A one-way analysis of variance (ANOVA) and multiple significant differences (p < 0.05) were used to assess the changes in soil properties (pH, TOC, TN, and TP) and soil microbial diversity and composition by SPSS (Version 20.0, IBM, New York, NY, USA).
Bacterial and fungal α-diversity were calculated within mothur (version v.1.30.1), including calculation of the following indices: Sobs, Chao, Ace, Shannon, and Coverage, and student’s t-test was used to test the differences among groups.
Principal co-component analysis (PCoA) of bacterial and fungal β-diversity were performed by QIIME with the matrix of Bray–Curtis distance, and the plots of PCoA were drawn in R software (Version 3.2.3), and differences in bacterial and fungal communities between different samples were analysed by ANOSIM test.
Canonical correspondence analysis (CCA) was conducted to investigate which environmental factors significantly affected microbial community structure and Spearman’s correlation analysis was used to investigate correlations among dominant microflora, microbial community diversity and environmental factors, which were performed using the heatmap package in R software (Version 2.15.3).

3. Results

3.1. Chemical Properties of Samples

Significant differences were detected in the pH, TOC, TN, and TP of the rock debris samples and soil samples colonised by a series of organisms on the surface of the Leshan Giant Buddha (Table 1). The results showed that all samples were neutral, and NR and LR had the lowest pH, whereas GS had the highest. TOC concentration ranged from 2.45 to 68.86 g·kg−1, and TN and TP concentrations from 0.71 to 6.49 g·kg−1 and from 0.19 to 0.82 g·kg−1, respectively. The variations in concentrations of TOC, TN and TP among groups covered by different organisms showed the similar order as SS > GS > FS > BS > LR > NR.
The ecological stoichiometry of C, N and P in samples varied considerably among different organisms on the surface of the Giant Buddha (Table 1). C:N ratio varied from 3.45 to 10.60. Specifically, C:N ratios of SS and GS samples were much higher than that of FS (p < 0.05), followed by BS, LR, and NR. The ratio of C:P varied from 12.72 to 86.99, and that of N:P from 3.7 to 9.03. Similar trends were observed in the ratios of C:P and N:P among different organisms on the surface of the Giant Buddha. Unlike C:N and C:P ratios, N:P ratio of BS was the highest (Table 1).

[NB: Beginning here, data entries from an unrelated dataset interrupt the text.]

//! Request routing and the generate endpoint.

use std::sync::Arc;
use std::time::Duration;

use relcard_render::{EncodeConfig, FontStack, GeneratedImage, ImageGenerator};
use relcard_spec::{options_from_params, parse_query, ImageGeneratorOptions};
use tokio::sync::Semaphore;

use super::http::{Request, Response};
use crate::config::ServerConfig;

/// Path of the generate endpoint; `/` is an alias.
pub const GENERATE_PATH: &str = "/api/generateImage";

/// Shared, read-only state for every connection.
pub struct AppState {
    pub fonts: Arc<FontStack>,
    pub renders: Arc<Semaphore>,
    pub timeout: Option<Duration>,
    pub encode: EncodeConfig,
}

impl AppState {
    pub fn new(fonts: FontStack, config: &ServerConfig) -> Self {
        Self {
            fonts: Arc::new(fonts),
            renders: Arc::new(Semaphore::new(config.max_concurrent_renders)),
            timeout: config.request_timeout(),
            encode: EncodeConfig {
                jpeg_quality: config.jpeg_quality,
                ..EncodeConfig::default()
            },
        }
    }
}

/// Route one request to a response.
pub async fn handle_request(request: &Request, state: &AppState) -> Response {
    if request.path != GENERATE_PATH && request.path != "/" {
        return Response::text(404, "Not found");
    }
    if request.method != "GET" {
        return Response::text(405, "Method not allowed").with_header("Allow", "GET");
    }

    let pairs = parse_query(&request.query);
    let options = match options_from_params(&pairs) {
        Ok(options) => options,
        Err(e) => {
            log::info!("rejected request: {} ({:?})", e, e.value());
            return Response::text(400, e.to_string());
        }
    };

    match state.timeout {
        Some(limit) => match tokio::time::timeout(limit, generate(options, state)).await {
            Ok(response) => response,
            Err(_) => {
                log::warn!("render timed out after {:?}", limit);
                Response::text(503, "Timed out generating image")
            }
        },
        None => generate(options, state).await,
    }
}

/// Wait for a render slot, then run the pipeline on the blocking pool.
///
/// The slot moves into the blocking task and is released only when the
/// render returns, even if this future was dropped by a timeout first.
async fn generate(options: ImageGeneratorOptions, state: &AppState) -> Response {
    let Ok(permit) = Arc::clone(&state.renders).acquire_owned().await else {
        return Response::text(503, "Server shutting down");
    };

    let fonts = Arc::clone(&state.fonts);
    let encode = state.encode.clone();
    let joined = tokio::task::spawn_blocking(move || {
        let _permit = permit;
        ImageGenerator::new(&options, &fonts)
            .with_encode_config(encode)
            .generate_image()
    })
    .await;

    match joined {
        Ok(Ok(image)) => image_response(image),
        Ok(Err(e)) => {
            log::error!("[{}] generation failed: {}", e.code(), e);
            Response::text(500, "Error generating image")
        }
        Err(e) => {
            log::error!("render task failed: {}", e);
            Response::text(500, "Error generating image")
        }
    }
}

fn image_response(image: GeneratedImage) -> Response {
    log::info!(
        "generated {} bytes ({}, seed {}, pattern {})",
        image.bytes.len(),
        image.format,
        image.seed,
        image.pattern
    );
    let etag = format!("\"{}\"", image.hash);
    Response::new(200, image.mime_type(), image.bytes)
        .with_header("Cache-Control", "public, max-age=0")
        .with_header("ETag", etag)
}
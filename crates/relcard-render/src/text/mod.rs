//! Centered headline on a frosted-glass panel, with an optional label pill.
//!
//! Layout is computed first ([`layout_text`]) and drawn second
//! ([`render_text`]). Text consumes no randomness.

mod bitmap;
mod fit;
mod font;
mod label;

use tiny_skia::{Pixmap, PixmapPaint, Point, Rect, Shader, Transform};

use crate::color::{create_color, Color};
use crate::surface::{linear_gradient, rounded_rect_path, Shadow, Surface};

pub use fit::{max_font_size, MIN_FONT_SIZE, TEXT_SCALE_X};
pub use font::{
    font_file_name, DirectorySource, FileSource, FontSource, FontStack, PreloadedSource,
    TextMetrics, TextRaster, Typeface, FALLBACK_FONT_FILE,
};
pub use label::{label_font_size, label_gap};

/// What to draw and with which faces.
#[derive(Debug, Clone, Copy)]
pub struct TextRequest<'a> {
    pub text: Option<&'a str>,
    pub label: Option<&'a str>,
    pub face: &'a Typeface,
    pub label_face: &'a Typeface,
}

/// One line of text placed on the canvas.
#[derive(Debug, Clone, Copy, PartialEq)]
pub struct RunLayout<'a> {
    pub text: &'a str,
    pub font_size: f32,
    pub metrics: TextMetrics,
    /// Canvas x of the pen start.
    pub left: f32,
    /// Canvas y of the baseline.
    pub baseline: f32,
}

impl<'a> RunLayout<'a> {
    /// Center horizontally with the top of the ink at `ink_top`.
    fn place(text: &'a str, font_size: f32, metrics: TextMetrics, canvas_width: f32, ink_top: f32) -> Self {
        Self {
            text,
            font_size,
            metrics,
            left: (canvas_width - metrics.width * TEXT_SCALE_X) / 2.0,
            baseline: ink_top + metrics.ascent,
        }
    }

    /// Rendered width after horizontal scaling.
    pub fn width(&self) -> f32 {
        self.metrics.width * TEXT_SCALE_X
    }

    pub fn ink_top(&self) -> f32 {
        self.baseline - self.metrics.ascent
    }

    /// Advance-width by ink-height box.
    pub fn ink_rect(&self) -> Option<Rect> {
        Rect::from_xywh(
            self.left,
            self.ink_top(),
            self.width().max(f32::EPSILON),
            self.metrics.ink_height().max(f32::EPSILON),
        )
    }

    /// Maps raster coordinates onto the canvas.
    fn transform(&self, raster: &TextRaster) -> Transform {
        Transform::from_row(
            TEXT_SCALE_X,
            0.0,
            0.0,
            1.0,
            self.left - raster.origin_x * TEXT_SCALE_X,
            self.baseline - raster.baseline,
        )
    }

    fn raster_bounds(&self, raster: &TextRaster) -> Option<Rect> {
        Rect::from_xywh(
            self.left - raster.origin_x * TEXT_SCALE_X,
            self.baseline - raster.baseline,
            raster.coverage.width() as f32 * TEXT_SCALE_X,
            raster.coverage.height() as f32,
        )
    }
}

/// Where the headline and label land.
#[derive(Debug, Clone, Copy, PartialEq, Default)]
pub struct TextLayout<'a> {
    pub main: Option<RunLayout<'a>>,
    pub label: Option<RunLayout<'a>>,
}

impl TextLayout<'_> {
    /// The glass panel behind the headline.
    pub fn panel_rect(&self) -> Option<Rect> {
        let main = self.main.as_ref()?;
        let size = main.font_size;
        let (pad_x, pad_y) = (size / 2.0, size / 3.0);
        Rect::from_xywh(
            main.left - pad_x,
            main.ink_top() - pad_y,
            main.width() + pad_x * 2.0,
            main.metrics.ink_height() + pad_y * 2.0,
        )
    }

    pub fn pill_rect(&self) -> Option<Rect> {
        self.label.as_ref().and_then(label::pill_rect)
    }
}

/// Size and place the headline and label for a `width` x `height` canvas.
///
/// The headline is as large as fits two thirds of the width and a third of
/// the short side (a quarter when a label is present). The label sits above
/// the headline and the pair is vertically centered.
pub fn layout_text<'a>(width: u32, height: u32, request: &TextRequest<'a>) -> TextLayout<'a> {
    let (w, h) = (width as f32, height as f32);
    let text = request.text.filter(|text| !text.is_empty());
    let label = request.label.filter(|label| !label.trim().is_empty());

    let short_side = if w > h { h } else { w };
    let height_cap = if label.is_some() {
        short_side / 4.0
    } else {
        short_side / 3.0
    };

    let main = text.map(|text| {
        let face = request.face;
        let size = max_font_size(|px| face.measure(text, px).width, w - w / 3.0, height_cap);
        (text, size, face.measure(text, size))
    });

    let label = label.map(|label| {
        let main_size = main.map_or(0.0, |(_, size, _)| size);
        let size = label_font_size(w, h, label.chars().count(), main_size);
        (label, size, request.label_face.measure(label, size))
    });

    let gap = match (&main, &label) {
        (Some((text, _, _)), Some((_, label_size, _))) => label_gap(*label_size, text.chars().count()),
        _ => 0.0,
    };
    let total = main.map_or(0.0, |(_, _, m)| m.ink_height())
        + label.map_or(0.0, |(_, _, m)| m.ink_height())
        + gap;

    let mut top = h / 2.0 - total / 2.0;
    let label = label.map(|(label, size, metrics)| {
        let run = RunLayout::place(label, size, metrics, w, top);
        top += metrics.ink_height() + gap;
        run
    });
    let main = main.map(|(text, size, metrics)| RunLayout::place(text, size, metrics, w, top));

    TextLayout { main, label }
}

/// Draw the headline panel and label pill onto `surface`.
pub fn render_text<'a>(surface: &mut Surface, request: &TextRequest<'a>, primary: &Color) -> TextLayout<'a> {
    let layout = layout_text(surface.width(), surface.height(), request);

    if let Some(main) = &layout.main {
        log::debug!("headline at {:.0}px: {:?}", main.font_size, main.text);
        draw_headline(surface, request.face, main, layout.panel_rect(), primary);
    }
    if let Some(run) = &layout.label {
        log::debug!("label at {:.0}px: {:?}", run.font_size, run.text);
        label::draw_label(surface, request.label_face, run, primary);
    }

    layout
}

/// Lightness of the gradient's far end: near white, brighter for light primaries.
pub fn tint_lightness(primary: &Color) -> f64 {
    (0.8 + ((primary.oklch().l - 0.8) * 0.5).max(0.0)).min(1.0)
}

fn draw_headline(surface: &mut Surface, face: &Typeface, run: &RunLayout, panel: Option<Rect>, primary: &Color) {
    let Some(raster) = face.rasterize(run.text, run.font_size) else {
        log::debug!("headline too small to rasterize");
        return;
    };
    let size = run.font_size;

    draw_run_shadow(
        surface,
        run,
        &raster,
        &Shadow {
            color: Color::black(0.31),
            blur: 5.0,
            offset: size / 100.0,
        },
    );

    let Some(panel) = panel else { return };
    if let Some(path) = rounded_rect_path(panel.x(), panel.y(), panel.width(), panel.height(), size / 4.0) {
        let glass = Color::white().with_alpha(0.16);
        let shadow = Shadow {
            color: Color::black(0.2),
            blur: 10.0,
            offset: size / 50.0,
        };
        // The panel is painted twice: once carrying its shadow, once plain.
        surface.fill_path_with_shadow(&path, &glass, &shadow);
        surface.fill_path(&path, &glass);
        surface.stroke_path(&path, &Color::white().with_alpha(0.31), 4.0);
    }

    let tint = create_color(tint_lightness(primary), 0.0, 0.0, 1.0);
    if let Some(shader) = linear_gradient(
        Point::from_xy(panel.left(), panel.top()),
        Point::from_xy(panel.right(), panel.bottom()),
        &[Color::white(), tint],
    ) {
        fill_run(surface, run, &raster, shader);
    }
}

pub(crate) fn draw_run_shadow(surface: &mut Surface, run: &RunLayout, raster: &TextRaster, shadow: &Shadow) {
    let Some(bounds) = run.raster_bounds(raster) else { return };
    let placement = run.transform(raster);
    let coverage: &Pixmap = &raster.coverage;

    surface.draw_shadow(bounds, shadow, |layer, to_layer| {
        layer.draw_pixmap(
            0,
            0,
            coverage.as_ref(),
            &PixmapPaint::default(),
            to_layer.pre_concat(placement),
            None,
        );
    });
}

pub(crate) fn fill_run(surface: &mut Surface, run: &RunLayout, raster: &TextRaster, shader: Shader) {
    surface.fill_coverage(&raster.coverage, run.transform(raster), shader);
}

#[cfg(test)]
mod tests {
    use super::*;

    fn request<'a>(text: Option<&'a str>, label: Option<&'a str>) -> TextRequest<'a> {
        TextRequest {
            text,
            label,
            face: &Typeface::Builtin,
            label_face: &Typeface::Builtin,
        }
    }

    fn center(rect: Rect) -> (f32, f32) {
        (rect.x() + rect.width() / 2.0, rect.y() + rect.height() / 2.0)
    }

    #[test]
    fn test_headline_is_centered_and_fits() {
        let layout = layout_text(1200, 600, &request(Some("v1.2.3"), None));
        let main = layout.main.unwrap();
        let (cx, cy) = center(main.ink_rect().unwrap());
        assert!((cx - 600.0).abs() < 1.0, "cx = {cx}");
        assert!((cy - 300.0).abs() < 1.0, "cy = {cy}");
        assert!(main.width() <= 800.0);
        assert!(main.font_size <= 200.0);
        assert!(layout.label.is_none());
    }

    #[test]
    fn test_long_headline_shrinks_to_width() {
        let short = layout_text(1200, 600, &request(Some("v1"), None)).main.unwrap();
        let long = layout_text(1200, 600, &request(Some("release candidate 12"), None))
            .main
            .unwrap();
        assert!(long.font_size < short.font_size);
        assert!(long.width() <= 800.0);
    }

    #[test]
    fn test_portrait_uses_width_cap() {
        let main = layout_text(600, 1200, &request(Some("1"), None)).main.unwrap();
        assert!(main.font_size <= 200.0);
    }

    #[test]
    fn test_panel_pads_the_ink() {
        let layout = layout_text(1200, 600, &request(Some("v2"), None));
        let main = layout.main.unwrap();
        let ink = main.ink_rect().unwrap();
        let panel = layout.panel_rect().unwrap();
        assert!((ink.left() - panel.left() - main.font_size / 2.0).abs() < 1e-3);
        assert!((ink.top() - panel.top() - main.font_size / 3.0).abs() < 1e-3);
        let (ix, iy) = center(ink);
        let (px, py) = center(panel);
        assert!((ix - px).abs() < 1e-3 && (iy - py).abs() < 1e-3);
    }

    #[test]
    fn test_label_sits_above_headline() {
        let layout = layout_text(1200, 600, &request(Some("v3.0.0"), Some("BETA")));
        let main = layout.main.unwrap();
        let label = layout.label.unwrap();
        assert!(label.baseline < main.ink_top());
        assert!(main.font_size <= 150.0, "label shrinks the headline cap");

        // The pair is centered as a block.
        let top = label.ink_top();
        let bottom = main.baseline + main.metrics.descent;
        assert!(((top + bottom) / 2.0 - 300.0).abs() < 1.0);
    }

    #[test]
    fn test_blank_inputs_produce_nothing() {
        let layout = layout_text(800, 400, &request(Some(""), Some("   ")));
        assert_eq!(layout, TextLayout::default());
        assert!(layout.panel_rect().is_none());
    }

    #[test]
    fn test_label_alone_is_centered() {
        let layout = layout_text(800, 400, &request(None, Some("NEW")));
        let label = layout.label.unwrap();
        let (cx, cy) = center(label.ink_rect().unwrap());
        assert!((cx - 400.0).abs() < 1.0 && (cy - 200.0).abs() < 1.0);
    }

    #[test]
    fn test_tint_lightness() {
        assert_eq!(tint_lightness(&Color::new(0.5, 0.1, 0.0, 1.0)), 0.8);
        assert!((tint_lightness(&Color::new(1.0, 0.0, 0.0, 1.0)) - 0.9).abs() < 1e-12);
    }

    #[test]
    fn test_render_touches_only_the_middle() {
        let mut surface = Surface::new(600, 300).unwrap();
        let layout = render_text(&mut surface, &request(Some("V1"), None), &Color::white());
        let panel = layout.panel_rect().unwrap();
        assert!(panel.left() > 50.0 && panel.right() < 550.0);

        assert_eq!(surface.pixel(0, 0).unwrap()[3], 0);
        assert_eq!(surface.pixel(599, 299).unwrap()[3], 0);
        assert!(surface.pixel(300, 150).unwrap()[3] > 0);
    }
}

3.2. Analysis of Microbial Communities

3.2.1. Alpha Diversity of Bacterial and Fungal Communities

After quality filtering and trimming, the diversities (bacterial: 2,648,658 sequences with an average length of 456.75 bp; fungi: 2,622,748 sequences with an average length of 224.64 bp) of the soil microbial communities were obtained using the 16S rRNA and ITS primer sets across per sample and cluster analysis.
As shown in Figure S1, the rarefaction curves gradually flatten with the depth of sequencing using the method of random sampling of the sequence. This indicated that the amount of sequencing data is sufficient, and more data will only generate few numbers of new species (e.g., OTU), which can reflect most of the microbial diversity information of samples. Alpha diversity indices (Sobs, Shannon, Ace, Chao indices) displayed that, with the growth of embryo plants on the rock, sobs index (the observed OTUs) of bacteria gradually increased, especially the abundance of bacteria in the rhizosphere of FS samples reached the maximum which was distinctly higher than that of BS, LR and NR (p ≤ 0.05). Nonetheless, there was no significant change in the diversity indices of fungal community on the Giant Buddha covered with different organisms, despite that the values of the indices increased after the emergence of embryo plants compared with the NR and LR stages. Moreover, fungi diversity was higher than that of bacteria in a same sample.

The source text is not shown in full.